[RECORDS PROVIDED]
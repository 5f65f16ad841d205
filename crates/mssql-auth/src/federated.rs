//! Federated (Entra ID) authentication.
//!
//! Two shapes exist on the wire. With a pre-acquired access token the
//! token rides in the LOGIN7 FEDAUTH feature extension. With a token
//! library the login announces the workflow, the server answers with
//! FEDAUTHINFO naming the STS URL and SPN, and the client sends the token
//! it acquires in a FEDAUTH token message.

use std::sync::Arc;

use crate::error::AuthError;
use crate::strategy::AuthStrategy;

/// Workflow byte announced for library-acquired tokens.
pub const WORKFLOW_PASSWORD: u8 = 0x01;
/// Integrated (Windows) workflow.
pub const WORKFLOW_INTEGRATED: u8 = 0x02;
/// Managed identity or service principal, or any other token library.
pub const WORKFLOW_DEFAULT: u8 = 0x03;

/// Acquires access tokens for a resource announced by the server.
#[async_trait::async_trait]
pub trait TokenProvider: Send + Sync {
    /// Acquire a token for `spn` from `sts_url`.
    async fn token(&self, spn: &str, sts_url: &str) -> Result<String, AuthError>;
}

/// A fixed token, for callers that manage refresh themselves.
#[derive(Clone)]
pub struct StaticToken(String);

impl StaticToken {
    /// Wrap a token.
    pub fn new(token: impl Into<String>) -> Self {
        Self(token.into())
    }
}

impl std::fmt::Debug for StaticToken {
    fn fmt(&self, f: &mut std::fmt::Formatter<'_>) -> std::fmt::Result {
        f.write_str("StaticToken([REDACTED])")
    }
}

#[async_trait::async_trait]
impl TokenProvider for StaticToken {
    async fn token(&self, _spn: &str, _sts_url: &str) -> Result<String, AuthError> {
        if self.0.is_empty() {
            return Err(AuthError::TokenAcquisition("empty access token".into()));
        }
        Ok(self.0.clone())
    }
}

/// UTF-16LE token bytes as carried on the wire.
#[must_use]
pub fn encode_token(token: &str) -> Vec<u8> {
    token.encode_utf16().flat_map(u16::to_le_bytes).collect()
}

/// Single-round strategy over an already acquired token.
pub struct FederatedTokenStrategy {
    token: Vec<u8>,
    produced: bool,
}

impl FederatedTokenStrategy {
    /// Strategy for `token`.
    pub fn new(token: &str) -> Self {
        Self {
            token: encode_token(token),
            produced: false,
        }
    }

    /// Acquire a token from `provider` and wrap it.
    pub async fn acquire(
        provider: &Arc<dyn TokenProvider>,
        spn: &str,
        sts_url: &str,
    ) -> Result<Self, AuthError> {
        tracing::debug!(%spn, %sts_url, "acquiring federated access token");
        let token = provider.token(spn, sts_url).await?;
        Ok(Self::new(&token))
    }
}

impl AuthStrategy for FederatedTokenStrategy {
    fn name(&self) -> &'static str {
        "FederatedToken"
    }

    fn initial_bytes(&mut self) -> Result<Vec<u8>, AuthError> {
        if self.produced {
            return Err(AuthError::Sequence("token already produced"));
        }
        if self.token.is_empty() {
            return Err(AuthError::TokenAcquisition("empty access token".into()));
        }
        self.produced = true;
        Ok(self.token.clone())
    }

    fn next_bytes(&mut self, _server: &[u8]) -> Result<Vec<u8>, AuthError> {
        Err(AuthError::Sequence("federated authentication is single-round"))
    }

    fn free(&mut self) {
        self.token.fill(0);
        self.token.clear();
    }
}

impl std::fmt::Debug for FederatedTokenStrategy {
    fn fmt(&self, f: &mut std::fmt::Formatter<'_>) -> std::fmt::Result {
        f.debug_struct("FederatedTokenStrategy")
            .field("produced", &self.produced)
            .finish_non_exhaustive()
    }
}

#[cfg(test)]
#[allow(clippy::unwrap_used)]
mod tests {
    use super::*;

    #[test]
    fn test_single_round() {
        let mut strategy = FederatedTokenStrategy::new("ab");
        assert_eq!(strategy.initial_bytes().unwrap(), vec![b'a', 0, b'b', 0]);
        assert!(strategy.initial_bytes().is_err());
        assert!(strategy.next_bytes(&[]).is_err());
        strategy.free();
        strategy.free();
        assert!(strategy.token.is_empty());
    }

    #[tokio::test]
    async fn test_acquire_from_provider() {
        let provider: Arc<dyn TokenProvider> = Arc::new(StaticToken::new("eyJ0"));
        let mut strategy =
            FederatedTokenStrategy::acquire(&provider, "https://database.windows.net/", "https://sts")
                .await
                .unwrap();
        assert_eq!(strategy.initial_bytes().unwrap(), encode_token("eyJ0"));

        let empty: Arc<dyn TokenProvider> = Arc::new(StaticToken::new(""));
        assert!(matches!(
            FederatedTokenStrategy::acquire(&empty, "spn", "sts").await,
            Err(AuthError::TokenAcquisition(_))
        ));
    }

    #[test]
    fn test_static_token_debug_redacts() {
        assert_eq!(format!("{:?}", StaticToken::new("secret")), "StaticToken([REDACTED])");
    }
}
[/RECORDS PROVIDED]
INSTRUCTIONS FOR THE TASK –
Where a line above contains the word "REDACTED", show that line.

SOLUTION TO THE PROBLEM –
        f.write_str("StaticToken([REDACTED])")
        assert_eq!(format!("{:?}", StaticToken::new("secret")), "StaticToken([REDACTED])");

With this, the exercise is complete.